L'iniziativa non nasce dal nulla. È il frutto di un rapporto costruito tra piazze, opere monumentali e un dialogo mai interrotto. L'amministrazione comunale ha affidato alla Fondazione Campori il compito di allestire il percorso espositivo, in collaborazione con la Fondazione Arnaldo Pomodoro di Milano, che celebra quest'anno il centenario della nascita dell'artista, nato a Morciano di Romagna il 23 giugno 1926.
Una mostra, una piazza, una promessa
Il cuore della vicenda sta in piazza Lusvardi. Lì, dal 2020 al 2024, ha svettato l'Obelisco per Cleopatra. Poi è arrivata Lancia di Luce II, imponente scultura di sette metri, inaugurata pochi giorni dopo la scomparsa di Pomodoro. Il maestro avrebbe dovuto essere ospite d'onore, il bronzo si è ritrovato protagonista di un saluto silenzioso.
Il racconto fotografico
La mostra non vuole soltanto ricordare le opere, ma raccontare l'uomo dietro il bronzo. Il titolo scelto, «Arnaldo Pomodoro, un racconto fotografico», promette uno sguardo intimo e documentario. L'obiettivo, come spiega la Fondazione Pomodoro, è rafforzare il dialogo tra spazio pubblico e arte contemporanea, consolidando il legame tra la città, il maestro e la sua fondazione.

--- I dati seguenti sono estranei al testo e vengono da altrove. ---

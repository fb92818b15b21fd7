use chrono::{Local, TimeDelta};
use image::{Rgba, RgbaImage};
use inky_dashboard_lib::compositor::IndexedImage;
use inky_dashboard_lib::config::Config;
use inky_dashboard_lib::dashboard::{Dashboard, DataSource, DataSourceError};
use inky_dashboard_lib::display::{DisplaySink, SinkError};
use inky_dashboard_lib::layout::{TextBounds, Typeface};
use inky_dashboard_lib::palette::{ColorMode, ColorPalette, ACCENT_INDEX, FOREGROUND_INDEX};
use inky_dashboard_lib::render::ViewRenderer;
use inky_dashboard_lib::waste::{SensorState, WasteModule};
use inky_dashboard_lib::{ViewData, PANEL_HEIGHT, PANEL_WIDTH};
use std::cell::Cell;
use std::path::Path;
use std::sync::atomic::{AtomicBool, Ordering};
use std::time::Duration;
use tempfile::TempDir;

/// Solid block glyphs, `size / 2` wide.
struct BlockFace;

impl Typeface for BlockFace {
    fn bounds(&self, text: &str, size: u32) -> TextBounds {
        let size = size as i32;
        TextBounds {
            x_min: 0,
            y_min: size / 4,
            x_max: text.chars().count() as i32 * (size / 2),
            y_max: size,
        }
    }

    fn rasterize(
        &self,
        text: &str,
        size: u32,
        origin: (i32, i32),
        plot: &mut dyn FnMut(i32, i32, f32),
    ) {
        let b = self.bounds(text, size);
        for y in b.y_min..b.y_max {
            for x in b.x_min..b.x_max {
                plot(origin.0 + x, origin.1 + y, 1.0);
            }
        }
    }
}

/// Keeps every presented frame.
#[derive(Default)]
struct RecordingSink {
    frames: Vec<IndexedImage>,
}

impl DisplaySink for RecordingSink {
    fn present(&mut self, image: &IndexedImage) -> Result<(), SinkError> {
        assert_eq!((image.width(), image.height()), (PANEL_WIDTH, PANEL_HEIGHT));
        self.frames.push(image.clone());
        Ok(())
    }
}

fn border() -> RgbaImage {
    RgbaImage::from_fn(PANEL_WIDTH, PANEL_HEIGHT, |x, y| {
        if x < 2 || y < 2 || x >= PANEL_WIDTH - 2 || y >= PANEL_HEIGHT - 2 {
            Rgba([0, 0, 0, 255])
        } else {
            Rgba([0, 0, 0, 0])
        }
    })
}

fn renderer() -> ViewRenderer<BlockFace> {
    ViewRenderer::new(BlockFace, border(), ColorMode::Light, ColorPalette::Red, false)
}

fn write_icon(dir: &Path, name: &str, side: u32) -> String {
    let path = dir.join(name);
    RgbaImage::from_pixel(side, side, Rgba([40, 40, 40, 255]))
        .save(&path)
        .unwrap();
    path.to_string_lossy().into_owned()
}

fn waste_config(dir: &Path) -> Config {
    let mut contents = String::from(
        r#"
color_palette = "red"
waste_detailed_days = 3
waste_alert_days = 1

[home_assistant]
url = "http://127.0.0.1:9"
token = "secret"
"#,
    );
    for name in ["paper", "plastic"] {
        contents.push_str(&format!(
            "\n[[home_assistant.sensors]]\nname = '{name}'\nfriendly_name = '{name}'\n\
                entity_id = 'sensor.{name}'\nicon_path_small = '{}'\nicon_path_large = '{}'\n",
            write_icon(dir, &format!("{name}_small.png"), 20),
            write_icon(dir, &format!("{name}_large.png"), 80),
        ));
    }
    Config::from_toml_str(&contents).unwrap()
}

#[test]
fn waste_views_rotate_onto_the_panel() {
    let dir = TempDir::new().unwrap();
    let config = waste_config(dir.path());
    let waste = WasteModule::new(&config).unwrap();
    let today = Local::now().date_naive();
    waste.replace_states(vec![
        SensorState::Available {
            due_date: today + TimeDelta::days(3),
        },
        SensorState::Unavailable,
    ]);

    let mut dashboard = Dashboard::new(
        vec![waste],
        renderer(),
        RecordingSink::default(),
        config.data_interval(),
        config.view_interval(),
    );

    let kinds: Vec<&str> = (0..3)
        .map(|_| dashboard.show_next().unwrap().unwrap().kind())
        .collect();
    assert_eq!(kinds, vec!["dashboard", "detailed_two_line", "dashboard"]);

    let frames = &dashboard.sink().frames;
    assert_eq!(frames.len(), 3);

    // Unavailable sensor raises the border alert and colors its own icon.
    let overview = &frames[0];
    assert_eq!(overview.index_at(0, 0), Some(ACCENT_INDEX));
    assert_eq!(overview.index_at(20, 20), Some(FOREGROUND_INDEX));
    assert_eq!(overview.index_at(130, 20), Some(ACCENT_INDEX));

    // Three days out is shown in detail without any alert.
    let detail = &frames[1];
    assert_eq!(detail.index_at(0, 0), Some(FOREGROUND_INDEX));
    assert_eq!(detail.index_at(60, 60), Some(FOREGROUND_INDEX));

    assert_eq!(frames[2], frames[0]);
}

/// Always fails to refresh but still has views to show.
struct BrokenBackend {
    attempts: Cell<usize>,
}

impl DataSource for BrokenBackend {
    fn name(&self) -> &str {
        "broken"
    }

    async fn refresh(&self) -> Result<(), DataSourceError> {
        self.attempts.set(self.attempts.get() + 1);
        Err(DataSourceError::InvalidState {
            entity_id: "sensor.broken".into(),
            state: "null".into(),
        })
    }

    fn current_views(&self) -> Vec<ViewData> {
        vec![ViewData::Dashboard {
            elements: vec![],
            is_border_alert: false,
        }]
    }
}

#[tokio::test(start_paused = true)]
async fn failing_data_unit_does_not_stop_the_display() {
    let mut dashboard = Dashboard::new(
        vec![BrokenBackend {
            attempts: Cell::new(0),
        }],
        renderer(),
        RecordingSink::default(),
        Duration::from_secs(10),
        Duration::from_secs(5),
    )
    .with_restart_delay(Duration::from_secs(3));

    let running = AtomicBool::new(true);
    let stop = async {
        tokio::time::sleep(Duration::from_secs(11)).await;
        running.store(false, Ordering::SeqCst);
    };
    tokio::join!(dashboard.run(&running), stop);

    // Restarted at 0, 3, 6 and 9 seconds.
    assert_eq!(dashboard.modules()[0].attempts.get(), 4);
    // Displayed at 0, 5 and 10 seconds.
    assert_eq!(dashboard.sink().frames.len(), 3);
}

#[test]
fn unpolled_waste_module_shows_nothing() {
    let dir = TempDir::new().unwrap();
    let config = waste_config(dir.path());
    let mut dashboard = Dashboard::new(
        vec![WasteModule::new(&config).unwrap()],
        renderer(),
        RecordingSink::default(),
        config.data_interval(),
        config.view_interval(),
    );

    assert_eq!(dashboard.show_next().unwrap(), None);
    assert_eq!(dashboard.show_next().unwrap(), None);
    assert!(dashboard.sink().frames.is_empty());
}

Un'arte condivisa con il territorio
Dietro la presenza dell'opera c'è anche un dato concreto. Il prestito triennale di Lancia di Luce II prevedeva un canone annuale di 15mila euro, coperto da tre sponsor del territorio: Elettromeccanica Manfredini, Inox Tecnica e Mochem Industrie. All'epoca dell'inaugurazione, la sindaca Caterina Bagni ricordò che una proposta artistica ha valore solo se condivisa dalla comunità. E i fatti di Soliera, a distanza di un anno, sembrano darle ragione.
Un'eredità che guarda avanti
Mentre la mostra si prepara ad aprire, Lancia di Luce II resterà in piazza Lusvardi ancora per lungo tempo, secondo gli accordi presi con l'artista e la sua fondazione. La collaborazione tra Soliera e Arnaldo Pomodoro, insomma, non si è fermata con la sua scomparsa. Anzi, nel centenario della nascita, si prepara a scrivere un nuovo capitolo, fatto di immagini, memoria e spazio pubblico.